Treating Hip Arthritis in a Hiker with Stem Cells
CH is a 51 year old ex-power lifter who was seen in May of last year because he was seeking a hip surgery alternative. His MRI showed severe arthritis and he was considered less than a fair candidate. He knew that as an avid long-distance hiker his chances of returning to this level of high activity if he pursued a hip replacement were not good. In addition, if he instead went with a hip resurfacing and returned to a high activity level, the wear particles from the metal on metal prosthesis may cause other problems. As a result, he agreed to try using his own stem cells in a Regenexx hip arthritis stem cell procedure to see if we could use his “original equipment” to get him back to hiking. The patient had three stem cell injection procedures under exacting image guidance into his hip-the first was a Regenexx-C in July of 2010 and the second and third were Regenexx-SD procedures in August and November 2010.
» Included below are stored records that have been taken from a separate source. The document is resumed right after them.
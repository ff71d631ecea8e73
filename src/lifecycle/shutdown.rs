//! Shutdown coordination for the gateway.

use tokio::sync::broadcast;

/// Coordinator for graceful shutdown.
///
/// Provides a broadcast channel that all long-running tasks can subscribe to.
pub struct Shutdown {
    /// Broadcast channel sender.
    tx: broadcast::Sender<()>,
}

impl Shutdown {
    /// Create a new shutdown coordinator.
    pub fn new() -> Self {
        let (tx, _) = broadcast::channel(1);
        Self { tx }
    }

    /// Subscribe to the shutdown signal.
    pub fn subscribe(&self) -> broadcast::Receiver<()> {
        self.tx.subscribe()
    }

    /// Trigger the shutdown signal.
    pub fn trigger(&self) {
        let _ = self.tx.send(());
    }
}

impl Default for Shutdown {
    fn default() -> Self {
        Self::new()
    }
}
“I am happy to report on my progress following Regenexx C/SD on my hip. Prior to treatment, my last backpacking trip was January, 2009. Since then, I went through the stages of semi-immobility with osteoarthritis. Last weekend I went on my first Post-Regenexx backpacking trip of 32 miles in two days in Great Smoky Mountain National Park. This represents long daily mileage for advanced hikers in this terrain. Although I was apprehensive about trying such a long distance on my first trip out, I did fine. Just a few small blisters on my toes and sore muscles the day after I got back. I had a great time!
Thanks so much for your dedication and continued work in advancing the Regenexx procedures. I promote it every chance I have.”
Again, CH’s treatment was more than just placing magic stem cells somewhere in the vicinity of the hip joint, but involved key aspects of Orthopedics 2.0 philosophy. For example, CH had significant myofascial tightness around the hip muscles leading to abnormal wear on the joint. This had to be addressed before we would treat his hip with stem cells. In addition, like many patients with hip arthritis, he had irritated nerves in his low back. His back hadn’t been addressed because his hip arthritis looked so bad on imaging. This low back issue had to be treated as it was causing significant weakness in the hip girdle muscles and thus leading to a “sloppy hip” which could no longer protect the joint. The upshot? We wish CH many more miles hiking on the trails of life. Do all of our hip patients get these same results? No, like any surgical hip procedure, our stem cell injection procedure has a failure and success rate.